ホズミが必死で俺をカリガネから引き離そうとしているが、軽くいなされ転がっていった。
「くそ! 離せって! おい、カリガネ……! 正気になれ! 俺が美しいのは分かるのが早まるな! ガキの頃から一緒だっただろ、俺だ! リュウトだよ馬鹿!」
「ああ、ずっと一緒だ、これからもな」
「な……」
カリガネの恍惚にも似た表情と、絡みついた視線の先を思えば本能的に逃げないとヤバイと思わせた。

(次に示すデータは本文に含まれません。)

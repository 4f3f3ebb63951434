mod common;

use std::cell::{Cell, RefCell};
use std::path::{Path, PathBuf};

use assert_matches::assert_matches;
use camino::Utf8PathBuf;

use rockhound::catalog::BEDMAP2_ARCHIVE;
use rockhound::domain::{Bedmap2Dataset, DatasetSelection};
use rockhound::error::RockhoundError;
use rockhound::fetcher::DatasetFetcher;
use rockhound::raster::{GeoTiffDecoder, LabeledArray, RasterDecoder};
use rockhound::registry::ArchiveFetcher;

use common::{bedmap2_archive, same_values};

struct LocalArchive {
    path: Utf8PathBuf,
    calls: Cell<usize>,
}

impl ArchiveFetcher for LocalArchive {
    fn fetch(&self, archive: &str) -> Result<Utf8PathBuf, RockhoundError> {
        if archive != BEDMAP2_ARCHIVE {
            return Err(RockhoundError::UnknownArchive(archive.to_string()));
        }
        self.calls.set(self.calls.get() + 1);
        Ok(self.path.clone())
    }
}

#[derive(Default)]
struct CountingDecoder {
    inner: GeoTiffDecoder,
    calls: Cell<usize>,
}

impl RasterDecoder for CountingDecoder {
    fn open(&self, path: &Path) -> Result<LabeledArray, RockhoundError> {
        self.calls.set(self.calls.get() + 1);
        self.inner.open(path)
    }
}

/// Fails every decode, remembering the extracted file it was handed.
#[derive(Default)]
struct RejectingDecoder {
    seen: RefCell<Vec<PathBuf>>,
}

impl RasterDecoder for RejectingDecoder {
    fn open(&self, path: &Path) -> Result<LabeledArray, RockhoundError> {
        assert!(path.is_file());
        self.seen.borrow_mut().push(path.to_path_buf());
        Err(RockhoundError::RasterDecode {
            path: path.to_path_buf(),
            message: "unsupported compression".to_string(),
        })
    }
}

fn fetcher(dir: &Path) -> DatasetFetcher<LocalArchive, CountingDecoder> {
    DatasetFetcher::new(
        LocalArchive {
            path: bedmap2_archive(dir),
            calls: Cell::new(0),
        },
        CountingDecoder::default(),
    )
}

#[test]
fn bed_is_loaded_with_missing_cells() {
    let temp = tempfile::tempdir().unwrap();
    let fetcher = fetcher(temp.path());

    let dataset = fetcher
        .fetch(&DatasetSelection::single(Bedmap2Dataset::Bed), true)
        .unwrap()
        .into_dataset()
        .unwrap();

    assert_eq!(dataset.names(), vec!["bed"]);
    let bed = dataset.get("bed").unwrap();
    assert_eq!(bed.values[[0, 0]], -120.5);
    assert!(bed.values[[0, 1]].is_nan());
    assert!(bed.values[[1, 1]].is_nan());
    assert_eq!(bed.values[[1, 2]], -2.25);
    assert!(bed.values.iter().all(|value| *value != -9999.0));
    assert_eq!(bed.attrs["units"], "meters");
    assert_eq!(bed.attrs["crs"], "EPSG:3031");
    assert_eq!(dataset.x(), &[-2500.0, -1500.0, -500.0]);
    assert_eq!(dataset.y(), &[1500.0, 500.0]);
}

#[test]
fn explicit_subset_keeps_request_order() {
    let temp = tempfile::tempdir().unwrap();
    let fetcher = fetcher(temp.path());

    let dataset = fetcher
        .fetch_names(["thickness", "geoid", "rockmask"], true)
        .unwrap()
        .into_dataset()
        .unwrap();

    assert_eq!(dataset.names(), vec!["thickness", "geoid", "rockmask"]);
    let geoid = dataset.get("geoid").unwrap();
    assert_eq!(geoid.values[[0, 0]], -20.0);
    assert!(geoid.values.iter().all(|value| !value.is_nan()));
    assert_eq!(geoid.attrs["source_file"], "gl04c_geiod_to_WGS84.tif");
    let rockmask = dataset.get("rockmask").unwrap();
    assert!(rockmask.values[[0, 2]].is_nan());
    assert_eq!(fetcher.archives().calls.get(), 1);
}

#[test]
fn all_loads_every_dataset_once_on_the_joined_grid() {
    let temp = tempfile::tempdir().unwrap();
    let fetcher = fetcher(temp.path());

    let dataset = fetcher
        .fetch(&DatasetSelection::All, true)
        .unwrap()
        .into_dataset()
        .unwrap();

    let expected = Bedmap2Dataset::ALL
        .iter()
        .map(|dataset| dataset.as_str())
        .collect::<Vec<_>>();
    assert_eq!(dataset.names(), expected);

    // The 2 km uncertainty cell centre adds one x and one y coordinate.
    assert_eq!(dataset.x(), &[-2500.0, -2000.0, -1500.0, -500.0]);
    assert_eq!(dataset.y(), &[1500.0, 1000.0, 500.0]);
    let uncertainty = dataset.get("thickness_uncertainty_5km").unwrap();
    assert_eq!(uncertainty.values[[1, 1]], 55.0);
    assert_eq!(uncertainty.values.iter().filter(|v| !v.is_nan()).count(), 1);
    let bed = dataset.get("bed").unwrap();
    assert_eq!(bed.values[[0, 0]], -120.5);
    assert!(bed.values[[1, 0]].is_nan());
}

#[test]
fn coarse_grid_first_keeps_north_up_orientation() {
    let temp = tempfile::tempdir().unwrap();
    let fetcher = fetcher(temp.path());

    let coarse_first = fetcher
        .fetch_names(["thickness_uncertainty_5km", "bed"], true)
        .unwrap()
        .into_dataset()
        .unwrap();
    let bed_first = fetcher
        .fetch_names(["bed", "thickness_uncertainty_5km"], true)
        .unwrap()
        .into_dataset()
        .unwrap();

    assert_eq!(coarse_first.names(), vec!["thickness_uncertainty_5km", "bed"]);
    assert_eq!(coarse_first.y(), &[1500.0, 1000.0, 500.0]);
    assert_eq!(coarse_first.x(), &[-2500.0, -2000.0, -1500.0, -500.0]);
    assert_eq!(coarse_first.y(), bed_first.y());
    assert_eq!(coarse_first.x(), bed_first.x());

    let bed = coarse_first.get("bed").unwrap();
    assert_eq!(bed.values[[0, 0]], -120.5);
    assert_eq!(bed.values[[2, 3]], -2.25);
    let uncertainty = coarse_first.get("thickness_uncertainty_5km").unwrap();
    assert_eq!(uncertainty.values[[1, 1]], 55.0);
}

#[test]
fn unknown_dataset_fails_without_extraction() {
    let temp = tempfile::tempdir().unwrap();
    let fetcher = fetcher(temp.path());

    let err = fetcher
        .fetch_names(["not_a_real_dataset"], true)
        .unwrap_err();
    assert_matches!(
        err,
        RockhoundError::InvalidDataset { ref name, ref archive }
            if name == "not_a_real_dataset" && archive == BEDMAP2_ARCHIVE
    );
    assert!(err.to_string().contains("not_a_real_dataset"));
    assert_eq!(fetcher.archives().calls.get(), 0);
    assert_eq!(fetcher.decoder().calls.get(), 0);
}

#[test]
fn no_load_returns_the_archive_without_decoding() {
    let temp = tempfile::tempdir().unwrap();
    let fetcher = fetcher(temp.path());

    let path = fetcher
        .fetch(&DatasetSelection::All, false)
        .unwrap()
        .into_archive_path()
        .unwrap();
    assert!(path.as_std_path().is_file());
    assert!(path.ends_with(BEDMAP2_ARCHIVE));
    assert_eq!(fetcher.decoder().calls.get(), 0);
}

#[test]
fn repeated_fetches_return_identical_content() {
    let temp = tempfile::tempdir().unwrap();
    let fetcher = fetcher(temp.path());
    let selection = DatasetSelection::Names(vec![Bedmap2Dataset::Surface, Bedmap2Dataset::Bed]);

    let first = fetcher.fetch(&selection, true).unwrap().into_dataset().unwrap();
    let second = fetcher.fetch(&selection, true).unwrap().into_dataset().unwrap();

    assert_eq!(first.names(), second.names());
    assert_eq!(first.x(), second.x());
    assert_eq!(first.y(), second.y());
    for (a, b) in first.variables().iter().zip(second.variables()) {
        assert!(same_values(&a.values, &b.values));
        assert_eq!(a.attrs, b.attrs);
    }
}

#[test]
fn decode_failure_aborts_the_call() {
    let temp = tempfile::tempdir().unwrap();
    let path = temp.path().join(BEDMAP2_ARCHIVE);
    {
        use std::io::Write;
        let file = std::fs::File::create(&path).unwrap();
        let mut writer = zip::ZipWriter::new(file);
        let options = zip::write::SimpleFileOptions::default();
        writer
            .start_file("bedmap2_tiff/bedmap2_bed.tif", options)
            .unwrap();
        writer
            .write_all(&common::geotiff_f32(common::FINE, &[0.0; 6], Some("-9999")))
            .unwrap();
        writer
            .start_file("bedmap2_tiff/bedmap2_surface.tif", options)
            .unwrap();
        writer.write_all(b"not a tiff").unwrap();
        writer.finish().unwrap();
    }
    let fetcher = DatasetFetcher::new(
        LocalArchive {
            path: Utf8PathBuf::from_path_buf(path).unwrap(),
            calls: Cell::new(0),
        },
        CountingDecoder::default(),
    );

    let err = fetcher
        .fetch_names(["bed", "surface", "thickness"], true)
        .unwrap_err();
    assert_matches!(err, RockhoundError::RasterDecode { .. });
    // thickness is never reached.
    assert_eq!(fetcher.decoder().calls.get(), 2);
}

#[test]
fn scratch_files_are_removed_when_decoding_fails() {
    let temp = tempfile::tempdir().unwrap();
    let fetcher = DatasetFetcher::new(
        LocalArchive {
            path: bedmap2_archive(temp.path()),
            calls: Cell::new(0),
        },
        RejectingDecoder::default(),
    );

    let err = fetcher.fetch_names(["bed", "surface"], true).unwrap_err();
    assert_matches!(err, RockhoundError::RasterDecode { .. });

    let seen = fetcher.decoder().seen.borrow();
    assert_eq!(seen.len(), 1);
    assert!(seen[0].ends_with("bedmap2_tiff/bedmap2_bed.tif"));
    assert!(!seen[0].exists());
    // The per-dataset scratch directory goes with the file.
    let scratch = seen[0].parent().and_then(Path::parent).unwrap();
    assert!(!scratch.exists());
}

#[test]
fn member_missing_from_archive_is_reported() {
    let temp = tempfile::tempdir().unwrap();
    let path = temp.path().join(BEDMAP2_ARCHIVE);
    {
        let file = std::fs::File::create(&path).unwrap();
        let writer = zip::ZipWriter::new(file);
        writer.finish().unwrap();
    }
    let fetcher = DatasetFetcher::new(
        LocalArchive {
            path: Utf8PathBuf::from_path_buf(path).unwrap(),
            calls: Cell::new(0),
        },
        GeoTiffDecoder::new(),
    );

    let err = fetcher.fetch_names(["geoid"], true).unwrap_err();
    assert_matches!(
        err,
        RockhoundError::MemberNotFound { ref member, .. }
            if member == "bedmap2_tiff/gl04c_geiod_to_WGS84.tif"
    );
}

真剣なその顔は俺へと吸い寄せられるように近づき、頬には手が添えられた。
「カリガネ! よせって! 俺だよ! 俺!」
「きゃああ! 駄目です!その方はリュウト様ですってばぁ」
「この阿呆が! やめろ! 早まるな!」
咄嗟に目を閉じたが、現実からは逃れられなかった。俺の唇へとあてがわれたその感触は……表現したくも無い。